The only absolute rule for helping a parent grieving for the loss of a child is: Do not ever say you know what they are feeling — you don’t. You don’t know what that person is feeling even if you have experienced the death of a child in the exact same way. You do not know what they feel — at all. You may have some idea of the suffering — but you do not know what their suffering is, in any way.
SIDS and Grief
First, there is something like Sudden Infant Death Syndrome, which is a uniquely horrible experience for parents. This syndrome has yet to be explained in terms of why it happens. Also known as crib death, the inability to explain why it happened intensifies the grief. Since this type of death often happens at home, there is an extreme level of guilt mixed with suspicion from outsiders about what actually happened. The sense of helplessness only adds to the grieving process for parents who have just lost their baby and who may have only had this sweet one for a few weeks or months.
It’s important that family and friends be supportive and do what they can to help parents deal with this loss. It doesn’t make the family feel better if they constantly bring up what could have happened. Instead, listen and love the parents as best as possible to get them through the grieving process. Most often I have found it’s best to be there often, not too long, and be quiet. Other people talking is often agitating. Just be aware and watchful.

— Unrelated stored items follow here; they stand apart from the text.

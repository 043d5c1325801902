use sc_core::{Error, ImageView, Rgb8, RgbFrame, Shift, new_rgb_frame};

use crate::block::{assert_block_shape, copy_flipped, top_down_row};

/// Box-filters an oversampled color render down by `2^shift` per axis.
///
/// Each output channel is the block sum shifted right by `2 * shift`, i.e.
/// the mean truncated toward zero. Output rows are top-down.
pub fn reduce_rgb(src: &ImageView<'_, Rgb8>, shift: Shift) -> Result<RgbFrame, Error> {
    let out = src.resolution().reduced(shift)?;
    let mut dst = new_rgb_frame(out);
    reduce_rgb_into(src, shift, &mut dst);
    Ok(dst)
}

/// Like [`reduce_rgb`], writing into a caller-owned frame.
///
/// # Panics
/// If `dst` is not the block-reduced size of `src`.
pub fn reduce_rgb_into(src: &ImageView<'_, Rgb8>, shift: Shift, dst: &mut RgbFrame) {
    assert_block_shape(src.resolution(), shift, dst.resolution());

    if shift.is_none() {
        copy_flipped(src, dst, |px| px);
        return;
    }

    let side = shift.block_side();
    let area = shift.area_shift();
    // Worst case per channel is 2^(2 * MAX_SHIFT) * 255, which fits in u16.
    let mut acc = vec![[0u16; 3]; dst.width()];

    for dy in 0..dst.height() {
        acc.fill([0; 3]);
        for sub in 0..side {
            let src_row = top_down_row(src, dy * side + sub);
            for (block, sum) in src_row.chunks_exact(side).zip(acc.iter_mut()) {
                for px in block {
                    sum[0] += u16::from(px[0]);
                    sum[1] += u16::from(px[1]);
                    sum[2] += u16::from(px[2]);
                }
            }
        }

        for (out, sum) in dst.row_mut(dy).iter_mut().zip(&acc) {
            *out = sum.map(|c| (c >> area) as u8);
        }
    }
}

#[cfg(test)]
mod tests {
    use sc_core::{Image, MAX_SHIFT, Rgb8, Shift, new_rgb_frame};

    use super::{reduce_rgb, reduce_rgb_into};

    fn gradient(width: usize, height: usize) -> Image<Rgb8> {
        let data = (0..width * height)
            .map(|i| [(i % 251) as u8, (i * 7 % 256) as u8, (i / 3 % 256) as u8])
            .collect();
        Image::from_vec(width, height, data).expect("valid image")
    }

    #[test]
    fn shift_zero_is_a_vertical_flip() {
        let src = gradient(5, 4);
        let dst = reduce_rgb(&src.as_view(), Shift::NONE).expect("reduce");

        assert_eq!(dst.resolution(), src.resolution());
        for y in 0..4 {
            assert_eq!(dst.row(y), src.row(3 - y));
        }
    }

    #[test]
    fn uniform_blocks_reduce_exactly_for_every_shift() {
        for k in 0..=MAX_SHIFT {
            let shift = Shift::new(k).expect("valid shift");
            let side = shift.block_side();
            let src = Image::new_fill(3 * side, 2 * side, [255u8, 128, 1]);
            let dst = reduce_rgb(&src.as_view(), shift).expect("reduce");
            assert_eq!(dst.width(), 3);
            assert_eq!(dst.height(), 2);
            assert!(dst.data().iter().all(|&px| px == [255, 128, 1]), "shift {k}");
        }
    }

    #[test]
    fn four_by_four_constant_color_reduces_to_two_by_two() {
        let src = Image::new_fill(4, 4, [200u8, 100, 50]);
        let dst = reduce_rgb(&src.as_view(), Shift::new(1).expect("valid shift")).expect("reduce");
        assert_eq!(dst.data(), &[[200, 100, 50]; 4]);
    }

    #[test]
    fn blocks_are_flipped_and_averaged_with_truncation() {
        // 4x4 source, row 0 is the bottom of the picture.
        #[rustfmt::skip]
        let red = [
            10u8, 11, 90, 90, //
            12, 14, 90, 91, //
            0, 0, 255, 255, //
            0, 1, 255, 254, //
        ];
        let src = Image::from_vec(4, 4, red.iter().map(|&r| [r, 0, r / 2]).collect())
            .expect("valid image");
        let dst = reduce_rgb(&src.as_view(), Shift::new(1).expect("valid shift")).expect("reduce");

        // Top output row comes from the last two source rows.
        assert_eq!(dst.row(0), &[[0, 0, 0], [254, 0, 127]]);
        assert_eq!(dst.row(1), &[[11, 0, 5], [90, 0, 45]]);
    }

    #[test]
    fn reduce_into_matches_allocating_form() {
        let src = gradient(16, 8);
        let shift = Shift::new(2).expect("valid shift");
        let expected = reduce_rgb(&src.as_view(), shift).expect("reduce");

        let mut dst = new_rgb_frame(expected.resolution());
        reduce_rgb_into(&src.as_view(), shift, &mut dst);
        assert_eq!(dst, expected);
    }

    #[test]
    fn strided_views_are_supported() {
        let padded = gradient(6, 4);
        let view = padded.as_view().subview(0, 0, 4, 4).expect("valid subview");
        assert!(!view.is_contiguous());

        let dst = reduce_rgb(&view, Shift::new(1).expect("valid shift")).expect("reduce");
        assert_eq!(dst.resolution(), sc_core::Resolution::new(2, 2));
    }

    #[test]
    fn partial_blocks_are_an_error() {
        let src = Image::new_fill(6, 4, [0u8; 3]);
        assert!(reduce_rgb(&src.as_view(), Shift::new(2).expect("valid shift")).is_err());
    }
}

Fathers Do Grieve, Just Differently from Mothers
Having often been taught to maintain a stoic appearance, some fathers have a difficult time reconciling their feelings over the loss of a child. They often take on the role in the family as protector so the idea that they could not protect their child is often impossible to deal with for a father. A father may also not show outwardly just how much they are dying inside at this loss while a mother may be continually expressing emotions. Moms seem to want to talk and tell, dad’s seem to need quiet companionship. But take your cue from the parents. The worst is not to show up or not to do anything because you feel uncomfortable or don’t know what to do. Remember, it’s not about you.
It is also important to listen, support, and encourage conversation when/if the father is ready to share what he is thinking and feeling about the loss. As a male friend or family member, a one-on-one conversation can also be a way to get a father to try to express what he has bottled up inside so he may be able to deal with everything better. If someone resorts to denial or blame it’s natural – you don’t need to point it out.
Other Family Members Need Support, Too
It’s easy to think that just the parents of the child are the ones grieving, but there are extended family members that you, personally, may be closer to, such as the siblings, grandparents, or uncles and aunts. There may also be other people to be considered like god-parents, and other relatives. Each person has their own grief profile related to the loss of this child.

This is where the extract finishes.